Anticancer pyridines induce G2/M arrest and apoptosis via p53 and JNK upregulation in liver and breast cancer cells

In the present study, the synthesis and biological evaluation of one novel pyridine and one novel pyridone anticancer compound is reported. The compounds 6‑(2,4‑dimethoxyphenyl)‑4‑(3,4‑methylenedioxyphenyl)‑1H‑pyridin‑2‑one (1) and 2‑(2,4‑dimethoxyphenyl)‑4‑(3,4‑methylenedioxyphenyl)pyridine (2) were synthesized from a chalchone precursor. 1 was more active than 2 in inhibiting the proliferation of MCF‑7 and HepG2 cells, whereas HepG2 cells were more sensitive to the antiproliferative activity of these compounds compared with MCF‑7 cells. The lowest IC50 value was noted for compound 1 in HepG2 cells (IC50=4.5±0.3 µM).

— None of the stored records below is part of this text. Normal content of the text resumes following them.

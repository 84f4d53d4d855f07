//! Pre- and post-package shell commands.

use std::path::{MAIN_SEPARATOR, Path};
use std::process::ExitStatus;

use thiserror::Error;
use tokio::process::Command;

/// A manifest command that did not succeed.
#[derive(Error, Debug)]
pub enum CommandError {
    /// The shell could not be started
    #[error("failed to launch '{command}': {source}")]
    Launch {
        /// Command text after normalization
        command: String,
        /// Launch error
        #[source]
        source: std::io::Error,
    },

    /// The command ran and exited unsuccessfully
    #[error("'{command}' exited with {status}")]
    Exit {
        /// Command text after normalization
        command: String,
        /// Exit status
        status: ExitStatus,
    },
}

/// Rewrite both `/` and `\` to the platform path separator.
pub fn normalize_separators(command: &str) -> String {
    command
        .chars()
        .map(|c| if c == '/' || c == '\\' { MAIN_SEPARATOR } else { c })
        .collect()
}

/// Run one manifest command through the platform shell from `working_dir`.
pub async fn run_command(command: &str, working_dir: &Path) -> Result<(), CommandError> {
    let command = normalize_separators(command.trim());
    log::info!("Running command: {}", command);

    let mut shell = if cfg!(windows) {
        let mut shell = Command::new("cmd");
        shell.arg("/C");
        shell
    } else {
        let mut shell = Command::new("sh");
        shell.arg("-c");
        shell
    };

    let status = shell
        .arg(&command)
        .current_dir(working_dir)
        .status()
        .await
        .map_err(|source| CommandError::Launch {
            command: command.clone(),
            source,
        })?;

    if status.success() {
        Ok(())
    } else {
        Err(CommandError::Exit { command, status })
    }
}
//! Archive emitters.

use std::collections::HashSet;
use std::fs::File;
use std::future::Future;
use std::io::{self, Write};
use std::path::PathBuf;

use zip::CompressionMethod;
use zip::write::{SimpleFileOptions, ZipWriter};

use super::DESCRIPTOR_ENTRY;
use super::error::{Error, ErrorExt, Result};
use crate::manifest::ResolvedItemSet;

/// Everything an emitter needs to write one package.
#[derive(Debug, Clone)]
pub struct EmitRequest {
    /// Archive file to create
    pub destination: PathBuf,
    /// Source root item names are relative to
    pub root: PathBuf,
    /// Resolved directories and files
    pub items: ResolvedItemSet,
    /// Serialized descriptor that replaces the on-disk `driver.xml`
    pub descriptor: Option<Vec<u8>>,
}

/// Writes a resolved item set to a package file.
pub trait ArchiveEmitter {
    /// Write the archive described by `request`.
    fn emit(&self, request: EmitRequest) -> impl Future<Output = Result<()>> + Send;
}

/// Writes deflated zip archives.
#[derive(Debug, Clone, Copy, Default)]
pub struct ZipEmitter;

impl ArchiveEmitter for ZipEmitter {
    async fn emit(&self, request: EmitRequest) -> Result<()> {
        tokio::task::spawn_blocking(move || write_zip(&request))
            .await
            .map_err(|e| Error::GenericError(format!("Archive task failed: {}", e)))?
    }
}

fn write_zip(request: &EmitRequest) -> Result<()> {
    let entries = request.items.entries(&request.root)?;

    if let Some(script) = &request.items.encrypted_script {
        log::info!(
            "Script '{}' is marked for encryption; packaging plaintext, encryption is left to the Control4 tool chain",
            script
        );
    }

    if let Some(parent) = request.destination.parent() {
        std::fs::create_dir_all(parent).fs_context("creating package directory", parent)?;
    }
    let file = File::create(&request.destination)
        .fs_context("creating package", &request.destination)?;
    let mut writer = ZipWriter::new(file);
    let options = SimpleFileOptions::default().compression_method(CompressionMethod::Deflated);

    let mut written = HashSet::new();
    if let Some(descriptor) = &request.descriptor {
        writer.start_file(DESCRIPTOR_ENTRY, options)?;
        writer.write_all(descriptor)?;
        written.insert(DESCRIPTOR_ENTRY.to_string());
        log::debug!("Added {} from updated descriptor", DESCRIPTOR_ENTRY);
    }

    for entry in entries {
        if !written.insert(entry.archive_path.clone()) {
            log::warn!(
                "Skipping duplicate archive entry '{}' from {}",
                entry.archive_path,
                entry.source.display()
            );
            continue;
        }

        let mut source =
            File::open(&entry.source).fs_context("opening package entry", &entry.source)?;
        writer.start_file(entry.archive_path.as_str(), options)?;
        io::copy(&mut source, &mut writer).fs_context("reading package entry", &entry.source)?;
        log::debug!("Added {}", entry.archive_path);
    }

    let mut file = writer.finish()?;
    file.flush()
        .fs_context("writing package", &request.destination)?;
    Ok(())
}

The mechanism of action involved induction of G2/M arrest and apoptosis. Both 1 and 2 further induced downregulation of the cell cycle‑associated protein cyclin D1 and upregulation of the cell cycle inhibitors p53 and p21 and the apoptosis‑associated protein JNK in HepG2 cells. Compound 1 was further shown to induce phosphorylation of JNK in HepG2 cells. These results demonstrate promising cytostatic effects for the two novel anticancer compounds in human cancer cells.